В своем «Лавенгро» Джордж Борроу описывает службу под открытым небом, которую он посетил на большой открытой пустоши. Проповедник — высокий, худой человек в простом пальто и со спокойным, серьезным лицом — призывал своих слушателей не любить жизнь слишком сильно и готовиться к смерти. «Служба закончилась, — говорит Борроу, — я бродил по пустоши, пока не пришел к месту, где рядом с густым утесником сидел человек, его глаза были пристально устремлены на красный шар заходящего солнца». Он был похож на его старого товарища, Джаспера Петуленгро, цыгана.

«Это ты, Джаспер?»

«Действительно, брат!»

«И что, — спросил новоприбывший, садясь рядом с цыганом, — что ты думаешь о смерти, Джаспер?»

«Жизнь сладка, брат!»

«Ты так думаешь?»

«Думаю так!
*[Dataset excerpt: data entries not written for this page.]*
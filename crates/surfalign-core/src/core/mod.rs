//! # Core Module
//!
//! This module provides the stateless building blocks of SURFALIGN: the data models
//! for molecules and templates, the rigid-body geometry kernel, and file I/O.
//!
//! ## Architecture
//!
//! - **Models** ([`models`]) - Point clouds, target molecules and deviation-carrying templates
//! - **Geometry** ([`utils::geometry`]) - Euler angles, axis-angle rotations, rigid transforms,
//!   weighted centroids
//! - **File I/O** ([`io`]) - VRML geometry, ASCII matrix feature tables, CSV reports
//!
//! Nothing in this layer keeps state between calls; the alignment engine in
//! [`crate::engine`] builds on it.

pub mod io;
pub mod models;
pub mod utils;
Есть ночь и день, брат, обе сладкие вещи; солнце, луна и звезды, брат, все сладкие вещи; есть также ветер на пустоши. Жизнь очень сладка, брат; кто хотел бы умереть?»

Мне не нужно говорить больше, чтобы показать, что есть много доводов в пользу взгляда Джека Линейкра на вещи.

Как прекрасно быть живым!

Просыпаться каждое утро, как если бы благодать Творца

Снова извлекла нас из небытия

Чтобы мы могли петь: «Как счастлив наш удел!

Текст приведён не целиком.